I am using some of these techniques to breed for northern fruit. The fruit is slow to develope and are often full of genes that are difficult to recover being recessive. Patience is required- so do not see this as a magic bullet.
It is often useful to use artificial polyploids in breeding, particularly when we want to breed diploids with tetraploids while avoiding the triploid intermediates. However, “the frequency of chiasmata per chromosome is always reduced in a tetraploid owing to the larger nucleus and the slower pairing” (Darlington: The Evolution of Genetic Systems, p. 154).
In other words, if the diploids carry undesired gene linkages, it is a good idea to break the linkages at the diploid level. Once these are brought into tetraploids, they will be more difficult to correct because of reduced crossing-over.
Hi Karl Yes I agree with your quote is correct on reduced crossovers is true but I am only trying to say that in an autotetraploid recovering genes from AAaa x AAaa is I in 36. In diploids Aa x Aa is 1 in 4. For small scale breeders this is significant.

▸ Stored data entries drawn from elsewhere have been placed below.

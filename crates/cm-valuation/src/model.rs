//! Domain Models
//!
//! Plain value records passed between the valuation models, the comparator
//! and the report renderer. All figures are `f64`: the formulas are fixed
//! closed-form index arithmetic, not money bookkeeping.

use std::fmt;
use std::str::FromStr;

use serde::{Deserialize, Serialize};

use crate::error::ValuationError;

/// The three asset classes, in comparison order
#[derive(Clone, Copy, Debug, PartialEq, Eq, Hash, Serialize, Deserialize)]
#[serde(rename_all = "lowercase")]
pub enum AssetClass {
    Bitcoin,
    Oil,
    Water,
}

impl AssetClass {
    /// Comparison order: Bitcoin, Oil, Water
    pub const ALL: [AssetClass; 3] = [AssetClass::Bitcoin, AssetClass::Oil, AssetClass::Water];

    pub fn index(self) -> usize {
        match self {
            AssetClass::Bitcoin => 0,
            AssetClass::Oil => 1,
            AssetClass::Water => 2,
        }
    }

    pub fn from_index(index: usize) -> Option<Self> {
        Self::ALL.get(index).copied()
    }

    pub fn label(self) -> &'static str {
        match self {
            AssetClass::Bitcoin => "Bitcoin",
            AssetClass::Oil => "Oil",
            AssetClass::Water => "Water",
        }
    }
}

impl fmt::Display for AssetClass {
    fn fmt(&self, f: &mut fmt::Formatter<'_>) -> fmt::Result {
        f.write_str(self.label())
    }
}

/// Physical resource valued by the reserve model.
///
/// Only selects labels and units; the arithmetic is identical for both kinds.
#[derive(Clone, Copy, Debug, PartialEq, Eq, Hash, Serialize, Deserialize)]
#[serde(rename_all = "lowercase")]
pub enum ResourceKind {
    Oil,
    Water,
}

impl ResourceKind {
    pub fn label(self) -> &'static str {
        match self {
            ResourceKind::Oil => "oil",
            ResourceKind::Water => "water",
        }
    }

    /// Unit in which reserves and extraction are measured
    pub fn unit(self) -> &'static str {
        match self {
            ResourceKind::Oil => "barrel",
            ResourceKind::Water => "liter",
        }
    }

    pub fn asset_class(self) -> AssetClass {
        match self {
            ResourceKind::Oil => AssetClass::Oil,
            ResourceKind::Water => AssetClass::Water,
        }
    }
}

impl fmt::Display for ResourceKind {
    fn fmt(&self, f: &mut fmt::Formatter<'_>) -> fmt::Result {
        f.write_str(self.label())
    }
}

impl FromStr for ResourceKind {
    type Err = ValuationError;

    fn from_str(s: &str) -> Result<Self, Self::Err> {
        match s.trim().to_lowercase().as_str() {
            "oil" => Ok(ResourceKind::Oil),
            "water" => Ok(ResourceKind::Water),
            other => Err(ValuationError::UnsupportedResource(other.to_string())),
        }
    }
}

/// Inputs to the Bitcoin model
#[derive(Clone, Copy, Debug, PartialEq, Serialize, Deserialize)]
pub struct BitcoinInputs {
    /// BTC in circulation (e.g. 19.5e6); conventionally at most 21e6
    pub supply: f64,

    /// Network hashrate in EH/s
    pub hashrate_eh: f64,

    /// BTC issued per block
    pub block_reward: f64,

    /// Market capitalization in USD
    pub market_cap_usd: f64,
}

/// Inputs to the oil/water reserve model
#[derive(Clone, Copy, Debug, PartialEq, Serialize, Deserialize)]
pub struct ResourceInputs {
    pub kind: ResourceKind,

    /// Total reserves (barrels for oil, liters for water)
    pub reserves: f64,

    /// Annual extraction volume, same unit as reserves
    pub extraction_rate: f64,

    /// Market price per unit
    pub price_usd: f64,

    /// Cost to extract one unit
    pub extraction_cost_usd: f64,
}

/// Output pair of every valuation model.
///
/// `score` is a risk (higher = worse) for Bitcoin and a sustainability
/// (higher = better) for resources. Use [`crate::compare`] to put the two
/// on a common scale.
#[derive(Clone, Copy, Debug, PartialEq, Serialize, Deserialize)]
pub struct ValuationResult {
    /// Commodity money value index
    pub value: f64,

    pub score: f64,
}

impl ValuationResult {
    pub fn new(value: f64, score: f64) -> Self {
        Self { value, score }
    }
}

/// Outcome of comparing the three asset classes.
///
/// The winning indices always name an entry of [`AssetClass::ALL`]: they are
/// set by [`crate::compare`] and checked again on deserialization.
#[derive(Clone, Copy, Debug, PartialEq, Serialize, Deserialize)]
#[serde(try_from = "RawComparisonReport")]
pub struct ComparisonReport {
    /// Value indices in [`AssetClass::ALL`] order
    pub values: [f64; 3],

    /// Risk scores, uniformly higher = worse
    pub risks: [f64; 3],

    pub(crate) best_value_index: usize,

    pub(crate) lowest_risk_index: usize,
}

#[derive(Deserialize)]
struct RawComparisonReport {
    values: [f64; 3],
    risks: [f64; 3],
    best_value_index: usize,
    lowest_risk_index: usize,
}

impl TryFrom<RawComparisonReport> for ComparisonReport {
    type Error = ValuationError;

    fn try_from(raw: RawComparisonReport) -> Result<Self, Self::Error> {
        for (field, index) in [
            ("best_value_index", raw.best_value_index),
            ("lowest_risk_index", raw.lowest_risk_index),
        ] {
            if AssetClass::from_index(index).is_none() {
                return Err(ValuationError::Domain { field, reason: "must name an asset class" });
            }
        }

        Ok(Self {
            values: raw.values,
            risks: raw.risks,
            best_value_index: raw.best_value_index,
            lowest_risk_index: raw.lowest_risk_index,
        })
    }
}

impl ComparisonReport {
    pub fn best_value_index(&self) -> usize {
        self.best_value_index
    }

    pub fn lowest_risk_index(&self) -> usize {
        self.lowest_risk_index
    }

    pub fn best_value(&self) -> AssetClass {
        AssetClass::from_index(self.best_value_index).unwrap_or(AssetClass::Bitcoin)
    }

    pub fn lowest_risk(&self) -> AssetClass {
        AssetClass::from_index(self.lowest_risk_index).unwrap_or(AssetClass::Bitcoin)
    }
}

Allotetraoids on the other a barrel of monkeys. I use them like Sears in the fifties and more to move genes from tetraploid to diploids. I know usually it is done in the opposite direction.
Johannes.
Johannes,
Snatching genes from polyploids to enrich the diploid lines is an excellent plan. Percy Wright made just such a suggestion:
Why does someone not undertake to put pollen of ‘Persian Yellow’ (> R. foetida persiana> ) on one of the nearest-to-yellow teas? The hybrid so produced should make a proportion of haploid pollen cells. These, fertilizing the teas again, should create a new race of roses in which it should be somewhat easier to intensify the yellow color than in our existing hybrid teas. Also, it should be easier to avoid inheriting the gene or genes for susceptibility to blackspot which come down from ‘Persian Yellow.’
http://bulbnrose.x10.mx/Roses/breeding/Wright/Wright_chromosomes.html
It also would be desirable to bring the scent foliage of the Sweet Briar (Rosa rubiginosa) and the red leaves of R. rubrifolia into diploids.
I once raised a mossy seedling from ‘Perle d’Or’ pollinated by a Moss rose, but did not continue the work to a useful conclusion.